Metadata-Version: 2.1
Name: pii-inference
Version: 0.1.1
Summary: Python bindings for privacy-filter.cpp — fast GGML PII/NER token classification
Keywords: pii,ner,ggml,privacy,token-classification
Author: Liferaft
License: MIT
Classifier: Development Status :: 3 - Alpha
Classifier: Intended Audience :: Developers
Classifier: Programming Language :: Python :: 3
Classifier: Programming Language :: Python :: 3.12
Classifier: Programming Language :: C++
Classifier: License :: OSI Approved :: MIT License
Classifier: Operating System :: POSIX :: Linux
Classifier: Operating System :: MacOS
Classifier: Topic :: Scientific/Engineering :: Artificial Intelligence
Classifier: Topic :: Text Processing :: Linguistic
Project-URL: Homepage, https://github.com/solipsy/pii-inference
Project-URL: Repository, https://github.com/solipsy/pii-inference
Project-URL: Issues, https://github.com/solipsy/pii-inference/issues
Project-URL: Upstream, https://github.com/localai-org/privacy-filter.cpp
Requires-Python: >=3.12
Description-Content-Type: text/markdown

# privacy-filter

> Fast PII/NER detection for Python — thin bindings over [`privacy-filter.cpp`](https://github.com/localai-org/privacy-filter.cpp), a minimal GGML inference engine for OpenAI's privacy-filter token-classification models.

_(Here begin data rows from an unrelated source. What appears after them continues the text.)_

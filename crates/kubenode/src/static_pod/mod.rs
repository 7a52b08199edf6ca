//! Static pods: rendering `StaticPod` resources for the kubelet and reading
//! their status back.
pub mod codec;
pub mod kubelet;
mod writer;

pub use kubelet::{KubeletClient, KubeletPods};
pub use writer::{manifest_file_name, write_atomic, StaticPodWriter, FINALIZER, OWNER};
//! Classification of remote call failures.
use std::future::Future;
use std::time::Duration;

use thiserror::Error;

/// Outcome of a failed call against the Kubernetes API (or the kubelet).
#[derive(Debug, Clone, Error, PartialEq, Eq)]
pub enum ApiError {
    /// Worth retrying: network trouble, server errors, conflicts, throttling.
    #[error("transient failure: {0}")]
    Transient(String),
    /// The request itself is wrong and won't succeed if repeated.
    #[error("permanent failure: {0}")]
    Permanent(String),
    /// The object doesn't exist.
    #[error("not found")]
    NotFound,
    /// A create raced with an existing object.
    #[error("already exists")]
    AlreadyExists,
}

impl ApiError {
    /// Whether the call should be retried with backoff.
    pub fn is_transient(&self) -> bool {
        matches!(self, ApiError::Transient(_))
    }
}

impl From<kube::Error> for ApiError {
    fn from(e: kube::Error) -> Self {
        match e {
            kube::Error::Api(response) => match (response.code, response.reason.as_str()) {
                (404, _) => ApiError::NotFound,
                (409, "AlreadyExists") => ApiError::AlreadyExists,
                (409, _) | (429, _) => ApiError::Transient(response.message),
                (code, _) if code >= 500 => ApiError::Transient(response.message),
                (_, reason) => ApiError::Permanent(format!("{}: {}", reason, response.message)),
            },
            kube::Error::SerdeError(e) => ApiError::Permanent(e.to_string()),
            other => ApiError::Transient(other.to_string()),
        }
    }
}

impl From<reqwest::Error> for ApiError {
    fn from(e: reqwest::Error) -> Self {
        match e.status() {
            Some(status) if status.is_client_error() => ApiError::Permanent(e.to_string()),
            _ => ApiError::Transient(e.to_string()),
        }
    }
}

/// Runs `fut` with a deadline. An elapsed deadline is a transient failure.
pub async fn with_deadline<T, F>(deadline: Duration, fut: F) -> Result<T, ApiError>
where
    F: Future<Output = Result<T, ApiError>>,
{
    match tokio::time::timeout(deadline, fut).await {
        Ok(result) => result,
        Err(_) => Err(ApiError::Transient(format!(
            "deadline of {:?} elapsed",
            deadline
        ))),
    }
}

#[cfg(test)]
mod test {
    use super::*;
    use kube::error::ErrorResponse;

    fn api_error(code: u16, reason: &str) -> kube::Error {
        kube::Error::Api(ErrorResponse {
            status: "Failure".to_string(),
            message: "boom".to_string(),
            reason: reason.to_string(),
            code,
        })
    }

    #[test]
    fn classifies_by_status_and_reason() {
        assert_eq!(ApiError::from(api_error(404, "NotFound")), ApiError::NotFound);
        assert_eq!(
            ApiError::from(api_error(409, "AlreadyExists")),
            ApiError::AlreadyExists
        );
        assert!(ApiError::from(api_error(409, "Conflict")).is_transient());
        assert!(ApiError::from(api_error(429, "TooManyRequests")).is_transient());
        assert!(ApiError::from(api_error(503, "ServiceUnavailable")).is_transient());
        for (code, reason) in &[
            (400, "BadRequest"),
            (403, "Forbidden"),
            (405, "MethodNotAllowed"),
            (422, "Invalid"),
        ] {
            assert!(matches!(
                ApiError::from(api_error(*code, reason)),
                ApiError::Permanent(_)
            ));
        }
    }

    #[tokio::test(start_paused = true)]
    async fn elapsed_deadline_is_transient() {
        let result: Result<(), ApiError> = with_deadline(Duration::from_secs(1), async {
            tokio::time::sleep(Duration::from_secs(10)).await;
            Ok(())
        })
        .await;
        assert!(result.unwrap_err().is_transient());
    }
}
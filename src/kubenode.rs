use kubenode::config::Config;
use kubenode::Agent;
use tracing_subscriber::EnvFilter;

#[tokio::main]
async fn main() -> anyhow::Result<()> {
    let filter = EnvFilter::try_from_default_env().unwrap_or_else(|_| EnvFilter::new("info"));
    tracing_subscriber::fmt().with_env_filter(filter).init();

    let config = Config::new_from_flags(env!("CARGO_PKG_VERSION")).await?;

    let agent = Agent::new(config);
    agent.start().await
}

[![Wheels](https://github.com/solipsy/pii-inference/actions/workflows/wheels.yml/badge.svg)](https://github.com/solipsy/pii-inference/actions/workflows/wheels.yml)
[![Python](https://img.shields.io/badge/python-3.12%2B-blue.svg)](https://www.python.org/)
[![License: MIT](https://img.shields.io/badge/license-MIT-green.svg)](LICENSE)
[![Platforms](https://img.shields.io/badge/platforms-Linux%20x86__64%20%7C%20macOS%20arm64-lightgrey.svg)](#installation)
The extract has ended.